A little later, in June, I went to the Venice Biennale, and I once again found myself in one of those places which are both the result of an interest in culture and the outcome of an internationalist and pacifist movement. Since the 19th century, people have devoted all their efforts and their money to peace among peoples, and they have had a thought for future generations. They have put public issues well ahead of their own interests, and have made that an ideal. Of course, this happened in a paternalistic context which is altogether outmoded, while colonial empires were being established, but the principle behind this action oriented towards others is still admirable. While I was thinking about this civic commitment, in the Giardini in Venice, I happened upon the installation of the Traumnovelle architects in the Belgian pavilion. It conveyed the same concerns as my own, in an extraordinarily precise architectural language. I wrote to those architects to ask for permission to film in that space.
Not long before the end of the Biennale, in October, I duly returned to Venice, with a suitcase full of costumes for my characters, and my head brimming with ideas, but without having as yet written a word of script. Before setting off, I had gone to see the couturier Jean-Paul Lespagnard. He was just back from a trip to Mexico, and was very tired: “Here, take this too”, he said to me, holding out a yellow coat, before going to take a short siesta on the sofa in his studio. Once on the spot, I immediately felt that that outfit was the right one, that with its colour it instantly made sense with regard to the very specific blue of the installation. I didn’t even open the suitcase with the costumes. There were still lots of visitors in the pavilion. I started to film and make my script up as I went along, and take some test shots in that space. People thought my performance was part of the work created for the pavilion. Those test shots, getting things adjusted, took me four days, from Thursday to Sunday. The public’s presence created a very dense atmosphere which helped me a lot to find the right words to sum up the moment we are living in, and the aspirations and expectations that we all share. On the Monday morning, with the Giardini closed that day, in barely three hours I filmed the definitive version based on the pre-editing.

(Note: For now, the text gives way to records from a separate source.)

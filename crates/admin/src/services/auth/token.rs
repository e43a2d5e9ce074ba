//! HS256 bearer tokens.

use chrono::{Duration, Utc};
use jsonwebtoken::{Algorithm, DecodingKey, EncodingKey, Header, Validation, decode, encode};
use secrecy::ExposeSecret;
use serde::{Deserialize, Serialize};

use proudshop_core::AdminUserId;

use super::AdminAuthError;
use crate::config::AuthConfig;

#[derive(Debug, Clone, Serialize, Deserialize)]
pub struct Claims {
    /// Admin id as a string.
    pub sub: String,
    pub iat: i64,
    pub exp: i64,
}

/// Issues and verifies admin bearer tokens.
#[derive(Clone)]
pub struct TokenService {
    encoding: EncodingKey,
    decoding: DecodingKey,
    lifetime: Duration,
}

impl std::fmt::Debug for TokenService {
    fn fmt(&self, f: &mut std::fmt::Formatter<'_>) -> std::fmt::Result {
        f.debug_struct("TokenService")
            .field("lifetime", &self.lifetime)
            .finish_non_exhaustive()
    }
}

impl TokenService {
    #[must_use]
    pub fn new(config: &AuthConfig) -> Self {
        let secret = config.jwt_secret.expose_secret().as_bytes();
        Self {
            encoding: EncodingKey::from_secret(secret),
            decoding: DecodingKey::from_secret(secret),
            lifetime: Duration::minutes(config.token_minutes),
        }
    }

    /// Sign a token for `admin`.
    ///
    /// # Errors
    ///
    /// Returns `AdminAuthError::Internal` if signing fails or the expiry
    /// does not fit in a timestamp.
    pub fn issue(&self, admin: AdminUserId) -> Result<String, AdminAuthError> {
        let now = Utc::now();
        let exp = now
            .checked_add_signed(self.lifetime)
            .ok_or_else(|| AdminAuthError::Internal("token lifetime out of range".to_string()))?;
        let claims = Claims {
            sub: admin.as_i32().to_string(),
            iat: now.timestamp(),
            exp: exp.timestamp(),
        };
        encode(&Header::new(Algorithm::HS256), &claims, &self.encoding)
            .map_err(|e| AdminAuthError::Internal(e.to_string()))
    }

    /// Check signature and expiry and return the admin id.
    ///
    /// # Errors
    ///
    /// Returns `AdminAuthError::InvalidToken` for any token that does not
    /// verify.
    pub fn verify(&self, token: &str) -> Result<AdminUserId, AdminAuthError> {
        let data = decode::<Claims>(token, &self.decoding, &Validation::new(Algorithm::HS256))
            .map_err(|e| {
                tracing::debug!(error = %e, "Rejected bearer token");
                AdminAuthError::InvalidToken
            })?;

        data.claims
            .sub
            .parse::<i32>()
            .map(AdminUserId::new)
            .map_err(|_| AdminAuthError::InvalidToken)
    }
}

#[cfg(test)]
#[allow(clippy::unwrap_used)]
mod tests {
    use secrecy::SecretString;

    use super::*;

    fn config(minutes: i64) -> AuthConfig {
        AuthConfig {
            jwt_secret: SecretString::from("k8Jq2vXw9ZtR4mNp7LsB3cYh6GdF1aEu"),
            token_minutes: minutes,
        }
    }

    #[test]
    fn test_round_trip() {
        let tokens = TokenService::new(&config(60));
        let token = tokens.issue(AdminUserId::new(42)).unwrap();
        assert_eq!(tokens.verify(&token).unwrap(), AdminUserId::new(42));
    }

    #[test]
    fn test_expired_token_rejected() {
        // Well past the default 60s validation leeway
        let tokens = TokenService::new(&config(-5));
        let token = tokens.issue(AdminUserId::new(1)).unwrap();
        assert!(matches!(
            tokens.verify(&token),
            Err(AdminAuthError::InvalidToken)
        ));
    }

    #[test]
    fn test_other_secret_rejected() {
        let token = TokenService::new(&config(60))
            .issue(AdminUserId::new(1))
            .unwrap();
        let other = TokenService::new(&AuthConfig {
            jwt_secret: SecretString::from("Zq7Wm2Xp9Lr4Kt6Vn1Bs8Hc3Jd5Fg0Ay"),
            token_minutes: 60,
        });
        assert!(other.verify(&token).is_err());
    }

    #[test]
    fn test_year_long_lifetime_issues() {
        let tokens = TokenService::new(&config(60 * 24 * 365));
        let token = tokens.issue(AdminUserId::new(7)).unwrap();
        assert_eq!(tokens.verify(&token).unwrap(), AdminUserId::new(7));
    }

    #[test]
    fn test_garbage_rejected() {
        let tokens = TokenService::new(&config(60));
        assert!(tokens.verify("not.a.jwt").is_err());
        assert!(tokens.verify("").is_err());
    }

    #[test]
    fn test_debug_redacts_keys() {
        let debug = format!("{:?}", TokenService::new(&config(60)));
        assert!(!debug.contains("k8Jq2v"));
    }
}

These four videos reflect almost two years of thinking, at the whim of the events which punctuated public life and gave the mood of the day its flavour. To start with I had absolutely no plans to make a series, and even less something proceeding from one video to the next, leading to a kind of conclusion. I myself am surprised that the last one managed so well to anticipate the goings-on we all know about and link up with the lines which some of the characters utter.»